The court concluded that the only satisfactory reading of the text of Section 411(a) is that the Copyright Office must have registered the copyright in order for registration to have been made. Fourth Estate had argued that the phrase should be read to refer to the copyright owner’s submission of a completed application.
Note that this does not mean creators need to register every creation. Copyright accrues to the author of a work at the moment of its creation. The registration requirement only applies to lawsuits for infringement. Neither creators nor the Copyright Office want to register every single creation in the United States; that's insane. But if you infringe on a copyright, the creator may register the work and then sue you, even if the work wasn't registered when you infringed on it.
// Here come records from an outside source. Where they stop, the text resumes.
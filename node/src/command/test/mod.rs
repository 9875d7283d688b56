#![allow(dead_code)] // TODO remove

use std::str::FromStr;

use bitcoind::{self, BitcoinD, Conf};
use common::hex;
use common::rng::SysRng;

use crate::bitcoind_client::BitcoindRpcInfo;
use crate::cli::StartCommand;
use crate::types::{EnclaveId, InstanceId, Network, NodeAlias};
use crate::{convert, init};

mod mock_backend;
mod mock_runner;

// --- Consts used in tests ---

pub const USER_ID: i64 = 1;
pub const PUBKEY: &str =
    "02692f6894d5cb51bb785cc3c54f457889faf674fedea54a906f7ec99e88832d18";
pub const MEASUREMENT: &str = "default";
pub const HEX_SEED: &str =
    "39ee00e3e23a9cd7e6509f56ff66daaf021cb5502e4ab3c6c393b522a6782d03";
pub const CPU_ID: &str = "my_cpu_id";
pub fn instance_id() -> InstanceId {
    format!("{}_{}", PUBKEY, MEASUREMENT)
}
pub fn seed() -> Vec<u8> {
    hex::decode(HEX_SEED).unwrap()
}
pub fn enclave_id() -> EnclaveId {
    convert::get_enclave_id(instance_id().as_str(), CPU_ID)
}

struct OwnerTestHarness {
    bitcoind: BitcoinD,
}

impl OwnerTestHarness {
    async fn init() -> Self {
        // Construct bitcoin.conf
        let mut conf = Conf::default();
        // This rpcauth string corresponds to user `kek` and password `sadge`
        conf.args.push("-rpcauth=kek:b6c15926aee7ebfbd3669ec8a6515c79$2dba596a7d651187021b1f56d339f0fe465c2ab1b81c37b05e07a320b07822d7");

        // Init bitcoind
        let exe_path = bitcoind::downloaded_exe_path()
            .expect("Didn't specify bitcoind version in feature flags");
        let bitcoind = BitcoinD::with_conf(exe_path, &conf)
            .expect("Failed to init bitcoind");
        let host = bitcoind.params.rpc_socket.ip().to_string();
        let port = bitcoind.params.rpc_socket.port();

        // Start mock runner service
        let (runner_addr, runner_fut) = warp::serve(mock_runner::routes())
            // Let the OS assign a port for us
            .bind_ephemeral(([127, 0, 0, 1], 0));
        tokio::spawn(async move {
            runner_fut.await;
        });
        let runner_port = runner_addr.port();
        let runner_url = format!("http://127.0.0.1:{}", runner_port);

        // Start mock backend service
        let (backend_addr, backend_fut) = warp::serve(mock_backend::routes())
            // Let the OS assign a port for us
            .bind_ephemeral(([127, 0, 0, 1], 0));
        tokio::spawn(async move {
            backend_fut.await;
        });
        let backend_port = backend_addr.port();
        let backend_url = format!("http://127.0.0.1:{}", backend_port);

        // Construct args to be used in tests
        let rpc_info = BitcoindRpcInfo {
            username: String::from("kek"),
            password: String::from("sadge"),
            host,
            port,
        };
        let args = StartCommand {
            bitcoind_rpc: rpc_info,
            user_id: USER_ID,
            peer_port: None,
            announced_node_name: NodeAlias::default(),
            network: Network::from_str("regtest").unwrap(),
            warp_port: None,
            shutdown_after_sync_if_no_activity: true, // TODO change to false
            inactivity_timer_sec: 3600,
            repl: false,
            backend_url,
            runner_url,
        };

        // Init node
        let mut rng = SysRng::new();
        init::start_ldk(&mut rng, args)
            .await
            .expect("Error starting ldk");

        Self { bitcoind }
    }
}

// Multi-threaded runtime required due to the background processor
#[tokio::test(flavor = "multi_thread", worker_threads = 1)]
async fn init() {
    OwnerTestHarness::init().await;
}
Law firm K&L Gates still recommends registration: "An initial cease and desist letter to an infringer containing proof of copyright registration demonstrates that the claim may be filed in court, providing leverage to the copyright owner. Companies and other creators should consider routine copyright application filing to protect their valuable assets without loss of time and damages waiting for registration to occur after the infringement is discovered."
So calm down: don't send every blog post or Instagram photo you create to the Copyright Office. They don't want them. If you want to sue for infringement, then register the work. But how often does that happen?
The other case, Rimini Street, Inc. v. Oracle USA, Inc., clarified what "full costs" mean in an infringement suit, and won't apply to most creators the way Fourth Estate will.